Abstract
Acquired thrombotic thrombocytopenic purpura (TTP) is a life-threatening disorder that results from the development of auto-antibodies against ADAMTS13. Recent research suggests that HLA-DRB1*11 provides a risk factor for the development of acquired TTP. Previous work in our department identified ADAMTS13 derived peptides that are presented on MHC class II (Sorvillo et al. 2013). Pulsing of dendritic cells from HLA typed healthy donors showed preferential presentation of the CUB-2 domain derived peptides "FINVAPHAR" and "ASYILIRD" on HLA-DRB1*11 and HLA DRB1*03 respectively. In this study we screened peripheral blood mononuclear cells (PBMCs) from healthy donors and patients with acquired TTP for reactive CD4+ T cells against the previously identified peptides.

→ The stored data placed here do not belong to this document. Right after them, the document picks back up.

//! Request parameter bag with typed accessors.

use serde_json::{Map, Value};

/// Untyped request parameters (query string / body), keyed by string.
/// Accessors tolerate values arriving as either native JSON types or
/// strings, since query-string parsing yields strings for everything.
#[derive(Clone, Debug, Default)]
pub struct Params {
    inner: Map<String, Value>,
}

impl Params {
    pub fn new() -> Self {
        Self::default()
    }

    /// Build from a JSON object; any other value yields empty params.
    pub fn from_value(value: Value) -> Self {
        match value {
            Value::Object(inner) => Self { inner },
            _ => Self::default(),
        }
    }

    pub fn from_pairs<I, K>(pairs: I) -> Self
    where
        I: IntoIterator<Item = (K, Value)>,
        K: Into<String>,
    {
        let inner = pairs.into_iter().map(|(k, v)| (k.into(), v)).collect();
        Self { inner }
    }

    pub fn set(&mut self, key: impl Into<String>, value: impl Into<Value>) {
        self.inner.insert(key.into(), value.into());
    }

    pub fn get(&self, key: &str) -> Option<&Value> {
        self.inner.get(key)
    }

    pub fn contains(&self, key: &str) -> bool {
        self.inner.contains_key(key)
    }

    /// String view of a value; numbers and booleans are stringified.
    pub fn get_str(&self, key: &str) -> Option<String> {
        match self.inner.get(key)? {
            Value::String(s) => Some(s.clone()),
            Value::Number(n) => Some(n.to_string()),
            Value::Bool(b) => Some(b.to_string()),
            _ => None,
        }
    }

    /// Non-blank string view; whitespace-only strings count as absent.
    pub fn get_present(&self, key: &str) -> Option<String> {
        self.get_str(key).filter(|s| !s.trim().is_empty())
    }

    pub fn get_u64(&self, key: &str) -> Option<u64> {
        match self.inner.get(key)? {
            Value::Number(n) => n.as_u64(),
            Value::String(s) => s.trim().parse().ok(),
            _ => None,
        }
    }

    pub fn get_bool(&self, key: &str) -> Option<bool> {
        match self.inner.get(key)? {
            Value::Bool(b) => Some(*b),
            Value::String(s) => match s.trim() {
                "true" => Some(true),
                "false" => Some(false),
                _ => None,
            },
            _ => None,
        }
    }

    /// Comma-separated list (or JSON array of strings), trimmed, blanks dropped.
    pub fn get_list(&self, key: &str) -> Vec<String> {
        match self.inner.get(key) {
            Some(Value::String(s)) => s
                .split(',')
                .map(str::trim)
                .filter(|s| !s.is_empty())
                .map(String::from)
                .collect(),
            Some(Value::Array(items)) => items
                .iter()
                .filter_map(|v| match v {
                    Value::String(s) if !s.trim().is_empty() => Some(s.trim().to_string()),
                    Value::Number(n) => Some(n.to_string()),
                    _ => None,
                })
                .collect(),
            _ => Vec::new(),
        }
    }

    pub fn as_map(&self) -> &Map<String, Value> {
        &self.inner
    }

    pub fn to_value(&self) -> Value {
        Value::Object(self.inner.clone())
    }
}
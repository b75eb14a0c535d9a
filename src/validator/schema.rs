//! Declarative parameter schema tree.

use crate::validator::format::FormatRules;

#[derive(Clone, Copy, Debug, PartialEq, Eq)]
pub enum ParamType {
    String,
    Integer,
    Decimal,
    Boolean,
    Datetime,
    Hash,
    Array,
}

impl ParamType {
    pub fn as_str(&self) -> &'static str {
        match self {
            ParamType::String => "string",
            ParamType::Integer => "integer",
            ParamType::Decimal => "decimal",
            ParamType::Boolean => "boolean",
            ParamType::Datetime => "datetime",
            ParamType::Hash => "hash",
            ParamType::Array => "array",
        }
    }
}

/// One node of the schema tree. `recursive` nodes accept a child keyed by
/// their own name, validated against this same node, to unbounded depth.
#[derive(Clone)]
pub struct ParamSpec {
    pub name: String,
    pub param_type: ParamType,
    pub required: bool,
    pub recursive: bool,
    /// Actions this key is accepted for; empty means all.
    pub only: Vec<String>,
    /// Wildcard node matching any otherwise-unknown key at its level.
    pub dynamic_key: bool,
    pub children: Vec<ParamSpec>,
    pub rules: Option<FormatRules>,
}

impl ParamSpec {
    fn leaf(name: impl Into<String>, param_type: ParamType) -> Self {
        Self {
            name: name.into(),
            param_type,
            required: false,
            recursive: false,
            only: Vec::new(),
            dynamic_key: false,
            children: Vec::new(),
            rules: None,
        }
    }

    pub fn string(name: impl Into<String>) -> Self {
        Self::leaf(name, ParamType::String)
    }

    pub fn integer(name: impl Into<String>) -> Self {
        Self::leaf(name, ParamType::Integer)
    }

    pub fn decimal(name: impl Into<String>) -> Self {
        Self::leaf(name, ParamType::Decimal)
    }

    pub fn boolean(name: impl Into<String>) -> Self {
        Self::leaf(name, ParamType::Boolean)
    }

    pub fn datetime(name: impl Into<String>) -> Self {
        Self::leaf(name, ParamType::Datetime)
    }

    pub fn hash(name: impl Into<String>, children: Vec<ParamSpec>) -> Self {
        let mut spec = Self::leaf(name, ParamType::Hash);
        spec.children = children;
        spec
    }

    pub fn array(name: impl Into<String>, children: Vec<ParamSpec>) -> Self {
        let mut spec = Self::leaf(name, ParamType::Array);
        spec.children = children;
        spec
    }

    pub fn required(mut self) -> Self {
        self.required = true;
        self
    }

    pub fn recursive(mut self) -> Self {
        self.recursive = true;
        self
    }

    pub fn only<I, S>(mut self, actions: I) -> Self
    where
        I: IntoIterator<Item = S>,
        S: Into<String>,
    {
        self.only = actions.into_iter().map(Into::into).collect();
        self
    }

    pub fn dynamic_key(mut self) -> Self {
        self.dynamic_key = true;
        self
    }

    pub fn rules(mut self, rules: FormatRules) -> Self {
        self.rules = Some(rules);
        self
    }

    pub fn applies_to(&self, action: &str) -> bool {
        self.only.is_empty() || self.only.iter().any(|a| a == action)
    }
}
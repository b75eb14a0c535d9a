//! Typed errors and HTTP mapping.

use axum::{
    http::StatusCode,
    response::{IntoResponse, Response},
    Json,
};
use serde::Serialize;
use serde_json::Value;
use thiserror::Error;

/// Boot-time failures: registration and DSL misuse. Fatal, never recovered.
#[derive(Error, Debug)]
pub enum ConfigError {
    #[error("cannot override a nested value: {0}")]
    NestedOverride(String),
    #[error("cannot override an appended list: {0}")]
    ListOverride(String),
    #[error("duplicate presenter registration for type '{0}'")]
    DuplicatePresenter(String),
    #[error("unknown parent presenter: {0}")]
    UnknownParent(String),
    #[error("presenter '{0}' declares no presented types")]
    NoPresentedTypes(String),
    #[error("config: {0}")]
    Invalid(String),
}

/// Request-time failures raised by the presenting pipeline.
#[derive(Error, Debug)]
pub enum PresenterError {
    #[error(transparent)]
    Config(#[from] ConfigError),
    #[error("no presenter registered for type '{type_name}'")]
    UnknownPresenter { type_name: String },
    #[error("not found: {0}")]
    NotFound(String),
    #[error("validation failed")]
    Validation(ValidationErrors),
    #[error("search is unavailable")]
    SearchUnavailable,
    #[error("bad request: {0}")]
    BadRequest(String),
    #[error("data source: {0}")]
    DataSource(String),
}

/// Aggregated request-shape violations. Entries are either plain key names
/// (strings) or `{parent_key: [...]}` maps attributing nested violations.
#[derive(Clone, Debug, Default, Serialize)]
pub struct ValidationErrors {
    pub unknown_params: Vec<Value>,
    pub malformed_params: Vec<Value>,
}

impl ValidationErrors {
    pub fn is_empty(&self) -> bool {
        self.unknown_params.is_empty() && self.malformed_params.is_empty()
    }

    pub fn unknown(&mut self, key: impl Into<String>) {
        self.unknown_params.push(Value::String(key.into()));
    }

    pub fn malformed(&mut self, entry: impl Into<Value>) {
        self.malformed_params.push(entry.into());
    }

    /// Merge a child's violations under `parent_key`, preserving nesting.
    pub fn merge_under(&mut self, parent_key: &str, child: ValidationErrors) {
        if !child.unknown_params.is_empty() {
            self.unknown_params
                .push(serde_json::json!({ parent_key: child.unknown_params }));
        }
        if !child.malformed_params.is_empty() {
            self.malformed_params
                .push(serde_json::json!({ parent_key: child.malformed_params }));
        }
    }
}

#[derive(Serialize)]
pub struct ErrorBody {
    pub error: ErrorDetail,
}

#[derive(Serialize)]
pub struct ErrorDetail {
    pub code: String,
    pub message: String,
    #[serde(skip_serializing_if = "Option::is_none")]
    pub details: Option<Value>,
}

impl IntoResponse for PresenterError {
    fn into_response(self) -> Response {
        let (status, code) = match &self {
            PresenterError::Config(_) => (StatusCode::INTERNAL_SERVER_ERROR, "config_error"),
            PresenterError::UnknownPresenter { .. } => {
                (StatusCode::INTERNAL_SERVER_ERROR, "unknown_presenter")
            }
            PresenterError::NotFound(_) => (StatusCode::NOT_FOUND, "not_found"),
            PresenterError::Validation(_) => (StatusCode::UNPROCESSABLE_ENTITY, "validation_error"),
            PresenterError::SearchUnavailable => {
                (StatusCode::SERVICE_UNAVAILABLE, "search_unavailable")
            }
            PresenterError::BadRequest(_) => (StatusCode::BAD_REQUEST, "bad_request"),
            PresenterError::DataSource(_) => (StatusCode::INTERNAL_SERVER_ERROR, "data_source_error"),
        };
        let details = match &self {
            PresenterError::Validation(errors) => serde_json::to_value(errors).ok(),
            _ => None,
        };
        let body = ErrorBody {
            error: ErrorDetail {
                code: code.to_string(),
                message: self.to_string(),
                details,
            },
        };
        (status, Json(body)).into_response()
    }
}
//! Presenter definitions: descriptors, builder, registry.

mod builder;
mod definition;
mod descriptors;
mod helper;
mod registry;

pub use builder::PresenterBuilder;
pub use definition::{
    AssociationMeta, FieldMeta, FilterMeta, PresenterDefinition, PresenterMetadata, Setting,
    SortOrderMeta,
};
pub use descriptors::{
    AssociationDescriptor, AssociationLoaderFn, AssociationTarget, Cardinality,
    ConditionalDescriptor, ConditionalKind, FieldDescriptor, FieldFn, FieldKind, FieldSource,
    FieldType, FilterApply, FilterDescriptor, FilterFn, ModelConditionalFn, RenderTarget,
    RequestConditionalFn, SortExpr, SortFn, SortOrderDescriptor,
};
pub use helper::Helper;
pub use registry::PresenterRegistry;
#[cfg(test)]
mod tests {
    use super::*;
    use crate::data::SortDirection;
    use crate::memory::{MemoryModel, MemoryStore};
    use crate::params::Params;
    use crate::presenter::{
        AssociationDescriptor, ConditionalDescriptor, FieldDescriptor, FieldType,
        PresenterBuilder, PresenterRegistry,
    };
    use serde_json::json;
    use std::sync::atomic::{AtomicUsize, Ordering};
    use std::sync::Arc;

    fn registry_for_tasks() -> PresenterRegistry {
        let mut registry = PresenterRegistry::new();
        registry
            .register(
                PresenterBuilder::new("TaskPresenter")
                    .presents("Task")
                    .field(FieldDescriptor::property("title", FieldType::String))
                    .association(AssociationDescriptor::belongs_to("workspace", "Workspace")),
            )
            .unwrap();
        registry
            .register(
                PresenterBuilder::new("WorkspacePresenter")
                    .presents("Workspace")
                    .field(FieldDescriptor::property("name", FieldType::String)),
            )
            .unwrap();
        registry
    }

    #[tokio::test]
    async fn foreign_key_shortcut_wins_even_when_requested() {
        let registry = registry_for_tasks();
        let mut store = MemoryStore::new();
        let workspace = store.insert(MemoryModel::new("Workspace", 9).with("name", "ops"));
        let task = store.insert(
            MemoryModel::new("Task", 1)
                .with("title", "ship it")
                .with("workspace_id", 9i64),
        );
        store.link_one(&task, "workspace", &workspace);
        let store = Arc::new(store);

        let presenter = registry.presenter_for("Task").unwrap();
        let renderer = Renderer::new(&registry, store.as_ref());
        let helper = Helper::new(Params::new());
        let mut sink = AssociatedObjects::new();
        let rendered = renderer
            .group_present(
                &presenter,
                &[task],
                &["workspace".to_string()],
                &[],
                &helper,
                Some(&mut sink),
            )
            .await
            .unwrap();

        assert_eq!(rendered[0]["workspace_id"], json!("9"));
        assert_eq!(rendered[0]["id"], json!("1"));
        let buckets = sink.into_buckets();
        assert_eq!(buckets["workspaces"].len(), 1);
    }

    #[tokio::test]
    async fn unrequested_association_still_emits_foreign_key() {
        let registry = registry_for_tasks();
        let mut store = MemoryStore::new();
        let task = store.insert(MemoryModel::new("Task", 1).with("workspace_id", 9i64));
        let store = Arc::new(store);
        drop(task);

        let presenter = registry.presenter_for("Task").unwrap();
        let renderer = Renderer::new(&registry, store.as_ref());
        let helper = Helper::new(Params::new());
        let models = store.scope("Task").rows().await.unwrap();
        let rendered = renderer
            .group_present(&presenter, &models, &[], &[], &helper, None)
            .await
            .unwrap();
        assert_eq!(rendered[0]["workspace_id"], json!("9"));
        assert_eq!(store.preload_calls().len(), 0);
    }

    #[tokio::test]
    async fn plural_association_keys_are_singularized() {
        let mut registry = PresenterRegistry::new();
        registry
            .register(
                PresenterBuilder::new("TaskPresenter")
                    .presents("Task")
                    .association(AssociationDescriptor::has_many("followers", "User")),
            )
            .unwrap();
        registry
            .register(PresenterBuilder::new("UserPresenter").presents("User"))
            .unwrap();

        let mut store = MemoryStore::new();
        let user = store.insert(MemoryModel::new("User", 77));
        let task = store.insert(MemoryModel::new("Task", 1));
        store.link_many(&task, "followers", &[user]);
        let empty = store.insert(MemoryModel::new("Task", 2));
        let store = Arc::new(store);

        let presenter = registry.presenter_for("Task").unwrap();
        let renderer = Renderer::new(&registry, store.as_ref());
        let helper = Helper::new(Params::new());
        let rendered = renderer
            .group_present(
                &presenter,
                &[task, empty],
                &["followers".to_string()],
                &[],
                &helper,
                None,
            )
            .await
            .unwrap();

        assert_eq!(rendered[0]["follower_ids"], json!(["77"]));
        assert!(rendered[0].get("followers_ids").is_none());
        assert_eq!(rendered[1]["follower_ids"], json!([]));
    }

    #[tokio::test]
    async fn polymorphic_legacy_ref_comes_from_stored_columns() {
        let mut registry = PresenterRegistry::new();
        registry
            .register(
                PresenterBuilder::new("CommentPresenter")
                    .presents("Comment")
                    .association(
                        AssociationDescriptor::polymorphic("subject", ["Task", "Post"])
                            .always_return_ref(),
                    ),
            )
            .unwrap();
        registry
            .register(PresenterBuilder::new("PostPresenter").presents("Post"))
            .unwrap();
        registry
            .register(PresenterBuilder::new("TaskPresenter").presents("Task"))
            .unwrap();

        let mut store = MemoryStore::new();
        store.insert(
            MemoryModel::new("Comment", 5)
                .with("subject_id", 42i64)
                .with("subject_type", "Post"),
        );
        let store = Arc::new(store);

        let presenter = registry.presenter_for("Comment").unwrap();
        let renderer = Renderer::new(&registry, store.as_ref());
        let helper = Helper::new(Params::new());
        let models = store.scope("Comment").rows().await.unwrap();
        let rendered = renderer
            .group_present(&presenter, &models, &[], &[], &helper, None)
            .await
            .unwrap();
        assert_eq!(
            rendered[0]["subject_ref"],
            json!({"id": "42", "key": "posts"})
        );
    }

    #[tokio::test]
    async fn conditionals_are_memoized_per_model() {
        let calls = Arc::new(AtomicUsize::new(0));
        let calls_seen = Arc::clone(&calls);

        let mut registry = PresenterRegistry::new();
        registry
            .register(
                PresenterBuilder::new("TaskPresenter")
                    .presents("Task")
                    .conditional(ConditionalDescriptor::on_model("visible", move |model, _| {
                        calls_seen.fetch_add(1, Ordering::SeqCst);
                        model
                            .attribute("secret")
                            .map(|v| !v.is_present())
                            .unwrap_or(true)
                    }))
                    // two fields share one conditional
                    .field(
                        FieldDescriptor::property("title", FieldType::String)
                            .visible_if("visible"),
                    )
                    .field(
                        FieldDescriptor::property("body", FieldType::String)
                            .visible_if("visible"),
                    ),
            )
            .unwrap();

        let mut store = MemoryStore::new();
        store.insert(MemoryModel::new("Task", 1).with("title", "a").with("body", "x"));
        store.insert(
            MemoryModel::new("Task", 2)
                .with("title", "b")
                .with("body", "y")
                .with("secret", true),
        );
        let store = Arc::new(store);

        let registry_ref = &registry;
        let presenter = registry_ref.presenter_for("Task").unwrap();
        let renderer = Renderer::new(registry_ref, store.as_ref());
        let helper = Helper::new(Params::new());
        let models = store
            .scope("Task")
            .ordered("id", SortDirection::Asc)
            .rows()
            .await
            .unwrap();
        let rendered = renderer
            .group_present(&presenter, &models, &[], &[], &helper, None)
            .await
            .unwrap();

        // Once per model, not once per gated field.
        assert_eq!(calls.load(Ordering::SeqCst), 2);
        assert_eq!(rendered[0]["title"], json!("a"));
        assert!(!rendered[1].contains_key("title"));
        assert!(!rendered[1].contains_key("body"));
    }

    #[tokio::test]
    async fn visible_branch_with_all_children_suppressed_emits_empty_map() {
        let mut registry = PresenterRegistry::new();
        registry
            .register(
                PresenterBuilder::new("TaskPresenter")
                    .presents("Task")
                    .conditional(ConditionalDescriptor::on_request("never", |_| false))
                    .field(FieldDescriptor::branch(
                        "permissions",
                        vec![
                            FieldDescriptor::property("can_edit", FieldType::Boolean)
                                .visible_if("never"),
                        ],
                    )),
            )
            .unwrap();
        let mut store = MemoryStore::new();
        store.insert(MemoryModel::new("Task", 1).with("can_edit", true));
        let store = Arc::new(store);

        let presenter = registry.presenter_for("Task").unwrap();
        let renderer = Renderer::new(&registry, store.as_ref());
        let helper = Helper::new(Params::new());
        let models = store.scope("Task").rows().await.unwrap();
        let rendered = renderer
            .group_present(&presenter, &models, &[], &[], &helper, None)
            .await
            .unwrap();
        assert_eq!(rendered[0]["permissions"], json!({}));
    }

    #[tokio::test]
    async fn gated_branch_renders_against_its_value_or_vanishes() {
        let mut registry = PresenterRegistry::new();
        registry
            .register(
                PresenterBuilder::new("TaskPresenter")
                    .presents("Task")
                    .field(FieldDescriptor::branch_via(
                        "budget",
                        "budget_details",
                        vec![FieldDescriptor::property("amount", FieldType::Integer)],
                    )),
            )
            .unwrap();
        let mut store = MemoryStore::new();
        store.insert(
            MemoryModel::new("Task", 1)
                .with("budget_details", AttrValue::Json(json!({"amount": 120}))),
        );
        store.insert(MemoryModel::new("Task", 2));
        let store = Arc::new(store);

        let presenter = registry.presenter_for("Task").unwrap();
        let renderer = Renderer::new(&registry, store.as_ref());
        let helper = Helper::new(Params::new());
        let models = store
            .scope("Task")
            .ordered("id", SortDirection::Asc)
            .rows()
            .await
            .unwrap();
        let rendered = renderer
            .group_present(&presenter, &models, &[], &[], &helper, None)
            .await
            .unwrap();
        assert_eq!(rendered[0]["budget"], json!({"amount": 120}));
        assert!(!rendered[1].contains_key("budget"));
    }

    #[tokio::test]
    async fn optional_fields_render_only_when_requested() {
        let mut registry = PresenterRegistry::new();
        registry
            .register(
                PresenterBuilder::new("TaskPresenter")
                    .presents("Task")
                    .field(FieldDescriptor::property("title", FieldType::String))
                    .field(FieldDescriptor::property("body", FieldType::String).optional()),
            )
            .unwrap();
        let mut store = MemoryStore::new();
        store.insert(MemoryModel::new("Task", 1).with("title", "a").with("body", "long"));
        let store = Arc::new(store);

        let presenter = registry.presenter_for("Task").unwrap();
        let renderer = Renderer::new(&registry, store.as_ref());
        let helper = Helper::new(Params::new());
        let models = store.scope("Task").rows().await.unwrap();

        let plain = renderer
            .group_present(&presenter, &models, &[], &[], &helper, None)
            .await
            .unwrap();
        assert!(!plain[0].contains_key("body"));

        let with_optional = renderer
            .group_present(&presenter, &models, &[], &["body".to_string()], &helper, None)
            .await
            .unwrap();
        assert_eq!(with_optional[0]["body"], json!("long"));
    }
}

The presence of CD4+ T cells recognizing FINVAPHAR or the ASYILIRD peptide was addressed by flow cytometry. PBMCs were stimulated for 24 hours and up regulation of CD40L was visualized on CD4+ T cells. Stimulation with Staphylococcus aureus enterotoxin B (SEB) and overlapping peptides from cytomegalovirus (CMV) pp65 protein were used as controls. Several samples derived from patients in the acute phase of the disease were analyzed in this study.
A high frequency of FINVAPHAR responsive CD4+ T cells was identified by monitoring the up regulation of CD40L on CD4+ T cells in a sample from a HLA-DRB1*1104 patient. Four percent of the CD4+ T cells were activated in response to the FINVAPHAR peptide. A control peptide in which the anchor-residues of the FINVAPHAR peptide were modified did not induce activation of CD4+ T cells. Incubation with full length ADAMTS13 also induced activation of CD4+ T cells although to a lesser extent. No FINVAPHAR reactive CD4+ T cells were observed after stimulation in HLA-DRB1*1104 positive healthy individuals.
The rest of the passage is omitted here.